# Directions for this task
Repeat all of the records verbatim.

# Records to use
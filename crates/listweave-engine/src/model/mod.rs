pub mod block;
pub mod schema;
pub mod store;

pub use block::*;
pub use schema::AttributeSchema;
pub use store::{AttributeKey, BlockStore, Change, ChangeBlock, ChangeFeed, IdSource};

# Solution to this problem
filename crates/listweave-engine/src/model/mod.rs
pub mod block;
pub mod schema;
pub mod store;

pub use block::*;
pub use schema::AttributeSchema;
pub use store::{AttributeKey, BlockStore, Change, ChangeBlock, ChangeFeed, IdSource};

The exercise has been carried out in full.